** HOW TO COMPLETE THIS TASK **
Set the whole listing down again exactly as written.

** THE DATA **
use std::process::ExitCode;

use clap::{Parser, Subcommand};
use dialoguer::{Input, Password};
use dotenvy::dotenv;
use registrar_cli::seeder::{self, EnrollmentMix, SeedConfig};
use registrar_config::DatabaseConfig;
use registrar_core::password::hash_password;
use registrar_models::{Role, UserId};
use sqlx::PgPool;
use sqlx::postgres::PgPoolOptions;

type CliResult<T> = Result<T, Box<dyn std::error::Error>>;

#[derive(Parser)]
#[command(name = "registrar-cli")]
#[command(about = "Registrar CLI - Administrative tools for Registrar", long_about = None)]
struct Cli {
    #[command(subcommand)]
    command: Commands,
}

#[derive(Subcommand)]
enum Commands {
    /// Create a staff account (staff cannot self-register)
    CreateStaff {
        #[arg(short = 'u', long)]
        username: Option<String>,

        #[arg(short = 'e', long)]
        email: Option<String>,

        /// Password (will be prompted securely if not provided)
        #[arg(short = 'p', long)]
        password: Option<String>,
    },
    /// Seed programs, school years, students, and enrollments
    Seed {
        /// Number of students to create
        #[arg(short = 's', long, default_value = "100")]
        students: usize,

        /// Number of programs to create
        #[arg(long, default_value = "8")]
        programs: usize,

        /// First school year to create
        #[arg(long, default_value = "2024")]
        first_year: i32,

        /// Consecutive school years to create, two semesters each
        #[arg(long, default_value = "2")]
        years: usize,

        /// Enrollments per student
        #[arg(long, default_value = "1")]
        enrollments: usize,

        /// Percentage of enrollments seeded as approved
        #[arg(long, default_value = "50")]
        approved: u8,

        /// Percentage of enrollments seeded as rejected
        #[arg(long, default_value = "10")]
        rejected: u8,
    },
    /// Seed only programs
    SeedPrograms {
        #[arg(short = 'n', long, default_value = "8")]
        programs: usize,
    },
    /// Seed only school years
    SeedSchoolYears {
        #[arg(long, default_value = "2024")]
        first_year: i32,

        #[arg(long, default_value = "2")]
        years: usize,
    },
    /// Seed only students (accounts and profiles)
    SeedStudents {
        #[arg(short = 's', long, default_value = "100")]
        students: usize,
    },
    /// Clear all seeded data (keeps school years and real accounts)
    ClearSeed,
}

#[tokio::main]
async fn main() -> ExitCode {
    dotenv().ok();
    let cli = Cli::parse();

    match run(cli.command).await {
        Ok(()) => ExitCode::SUCCESS,
        Err(e) => {
            eprintln!("\n❌ {}", e);
            ExitCode::FAILURE
        }
    }
}

async fn connect() -> CliResult<PgPool> {
    let config = DatabaseConfig::from_env()?;
    let pool = PgPoolOptions::new()
        .max_connections(5)
        .connect(&config.url)
        .await
        .map_err(|e| format!("Failed to connect to database: {}", e))?;
    Ok(pool)
}

async fn run(command: Commands) -> CliResult<()> {
    let pool = connect().await?;

    match command {
        Commands::CreateStaff {
            username,
            email,
            password,
        } => handle_create_staff(&pool, username, email, password).await,
        Commands::Seed {
            students,
            programs,
            first_year,
            years,
            enrollments,
            approved,
            rejected,
        } => {
            let config = SeedConfig::new(students)
                .with_programs(programs)
                .with_school_years(first_year, years)
                .with_enrollment_mix(EnrollmentMix {
                    enrollments_per_student: enrollments,
                    approved_percent: approved,
                    rejected_percent: rejected,
                });
            seeder::seed_all(&pool, config).await
        }
        Commands::SeedPrograms { programs } => {
            let ids = seeder::seed_programs_only(&pool, programs).await?;
            println!("✅ Created {} programs", ids.len());
            Ok(())
        }
        Commands::SeedSchoolYears { first_year, years } => {
            let ids = seeder::seed_school_years_only(&pool, first_year, years).await?;
            println!("✅ Upserted {} school years", ids.len());
            Ok(())
        }
        Commands::SeedStudents { students } => {
            let ids = seeder::seed_students_only(&pool, students).await?;
            println!("✅ Created {} students", ids.len());
            println!("   Password: {}", seeder::SEED_PASSWORD);
            Ok(())
        }
        Commands::ClearSeed => seeder::clear_all(&pool).await,
    }
}

async fn handle_create_staff(
    pool: &PgPool,
    username: Option<String>,
    email: Option<String>,
    password: Option<String>,
) -> CliResult<()> {
    let username = match username {
        Some(username) => username,
        None => Input::new().with_prompt("Username").interact_text()?,
    };

    let email = match email {
        Some(email) => email,
        None => Input::new().with_prompt("Email address").interact_text()?,
    };

    let password = match password {
        Some(password) => password,
        None => Password::new()
            .with_prompt("Password")
            .with_confirmation("Confirm password", "Passwords don't match")
            .interact()?,
    };

    if password.len() < 8 {
        return Err("Password must be at least 8 characters".into());
    }

    create_staff(pool, username.trim(), email.trim(), &password).await?;

    println!("\n✅ Staff account created successfully!");
    println!("   Username: {}", username.trim());
    println!("   Email: {}", email.trim());
    Ok(())
}

async fn create_staff(db: &PgPool, username: &str, email: &str, password: &str) -> CliResult<UserId> {
    let hashed_password =
        hash_password(password).map_err(|e| format!("Failed to hash password: {}", e.error))?;

    let user_id = sqlx::query_scalar::<_, UserId>(
        "INSERT INTO users (id, username, email, password_hash, role)
         VALUES ($1, $2, $3, $4, $5)
         ON CONFLICT (username) DO NOTHING
         RETURNING id",
    )
    .bind(UserId::new())
    .bind(username)
    .bind(email)
    .bind(&hashed_password)
    .bind(Role::Staff)
    .fetch_optional(db)
    .await?;

    user_id.ok_or_else(|| "User with this username already exists".into())
}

** ANSWER TO THE PROBLEM **
use std::process::ExitCode;

use clap::{Parser, Subcommand};
use dialoguer::{Input, Password};
use dotenvy::dotenv;
use registrar_cli::seeder::{self, EnrollmentMix, SeedConfig};
use registrar_config::DatabaseConfig;
use registrar_core::password::hash_password;
use registrar_models::{Role, UserId};
use sqlx::PgPool;
use sqlx::postgres::PgPoolOptions;

type CliResult<T> = Result<T, Box<dyn std::error::Error>>;

#[derive(Parser)]
#[command(name = "registrar-cli")]
#[command(about = "Registrar CLI - Administrative tools for Registrar", long_about = None)]
struct Cli {
    #[command(subcommand)]
    command: Commands,
}

#[derive(Subcommand)]
enum Commands {
    /// Create a staff account (staff cannot self-register)
    CreateStaff {
        #[arg(short = 'u', long)]
        username: Option<String>,

        #[arg(short = 'e', long)]
        email: Option<String>,

        /// Password (will be prompted securely if not provided)
        #[arg(short = 'p', long)]
        password: Option<String>,
    },
    /// Seed programs, school years, students, and enrollments
    Seed {
        /// Number of students to create
        #[arg(short = 's', long, default_value = "100")]
        students: usize,

        /// Number of programs to create
        #[arg(long, default_value = "8")]
        programs: usize,

        /// First school year to create
        #[arg(long, default_value = "2024")]
        first_year: i32,

        /// Consecutive school years to create, two semesters each
        #[arg(long, default_value = "2")]
        years: usize,

        /// Enrollments per student
        #[arg(long, default_value = "1")]
        enrollments: usize,

        /// Percentage of enrollments seeded as approved
        #[arg(long, default_value = "50")]
        approved: u8,

        /// Percentage of enrollments seeded as rejected
        #[arg(long, default_value = "10")]
        rejected: u8,
    },
    /// Seed only programs
    SeedPrograms {
        #[arg(short = 'n', long, default_value = "8")]
        programs: usize,
    },
    /// Seed only school years
    SeedSchoolYears {
        #[arg(long, default_value = "2024")]
        first_year: i32,

        #[arg(long, default_value = "2")]
        years: usize,
    },
    /// Seed only students (accounts and profiles)
    SeedStudents {
        #[arg(short = 's', long, default_value = "100")]
        students: usize,
    },
    /// Clear all seeded data (keeps school years and real accounts)
    ClearSeed,
}

#[tokio::main]
async fn main() -> ExitCode {
    dotenv().ok();
    let cli = Cli::parse();

    match run(cli.command).await {
        Ok(()) => ExitCode::SUCCESS,
        Err(e) => {
            eprintln!("\n❌ {}", e);
            ExitCode::FAILURE
        }
    }
}

async fn connect() -> CliResult<PgPool> {
    let config = DatabaseConfig::from_env()?;
    let pool = PgPoolOptions::new()
        .max_connections(5)
        .connect(&config.url)
        .await
        .map_err(|e| format!("Failed to connect to database: {}", e))?;
    Ok(pool)
}

async fn run(command: Commands) -> CliResult<()> {
    let pool = connect().await?;

    match command {
        Commands::CreateStaff {
            username,
            email,
            password,
        } => handle_create_staff(&pool, username, email, password).await,
        Commands::Seed {
            students,
            programs,
            first_year,
            years,
            enrollments,
            approved,
            rejected,
        } => {
            let config = SeedConfig::new(students)
                .with_programs(programs)
                .with_school_years(first_year, years)
                .with_enrollment_mix(EnrollmentMix {
                    enrollments_per_student: enrollments,
                    approved_percent: approved,
                    rejected_percent: rejected,
                });
            seeder::seed_all(&pool, config).await
        }
        Commands::SeedPrograms { programs } => {
            let ids = seeder::seed_programs_only(&pool, programs).await?;
            println!("✅ Created {} programs", ids.len());
            Ok(())
        }
        Commands::SeedSchoolYears { first_year, years } => {
            let ids = seeder::seed_school_years_only(&pool, first_year, years).await?;
            println!("✅ Upserted {} school years", ids.len());
            Ok(())
        }
        Commands::SeedStudents { students } => {
            let ids = seeder::seed_students_only(&pool, students).await?;
            println!("✅ Created {} students", ids.len());
            println!("   Password: {}", seeder::SEED_PASSWORD);
            Ok(())
        }
        Commands::ClearSeed => seeder::clear_all(&pool).await,
    }
}

async fn handle_create_staff(
    pool: &PgPool,
    username: Option<String>,
    email: Option<String>,
    password: Option<String>,
) -> CliResult<()> {
    let username = match username {
        Some(username) => username,
        None => Input::new().with_prompt("Username").interact_text()?,
    };

    let email = match email {
        Some(email) => email,
        None => Input::new().with_prompt("Email address").interact_text()?,
    };

    let password = match password {
        Some(password) => password,
        None => Password::new()
            .with_prompt("Password")
            .with_confirmation("Confirm password", "Passwords don't match")
            .interact()?,
    };

    if password.len() < 8 {
        return Err("Password must be at least 8 characters".into());
    }

    create_staff(pool, username.trim(), email.trim(), &password).await?;

    println!("\n✅ Staff account created successfully!");
    println!("   Username: {}", username.trim());
    println!("   Email: {}", email.trim());
    Ok(())
}

async fn create_staff(db: &PgPool, username: &str, email: &str, password: &str) -> CliResult<UserId> {
    let hashed_password =
        hash_password(password).map_err(|e| format!("Failed to hash password: {}", e.error))?;

    let user_id = sqlx::query_scalar::<_, UserId>(
        "INSERT INTO users (id, username, email, password_hash, role)
         VALUES ($1, $2, $3, $4, $5)
         ON CONFLICT (username) DO NOTHING
         RETURNING id",
    )
    .bind(UserId::new())
    .bind(username)
    .bind(email)
    .bind(&hashed_password)
    .bind(Role::Staff)
    .fetch_optional(db)
    .await?;

    user_id.ok_or_else(|| "User with this username already exists".into())
}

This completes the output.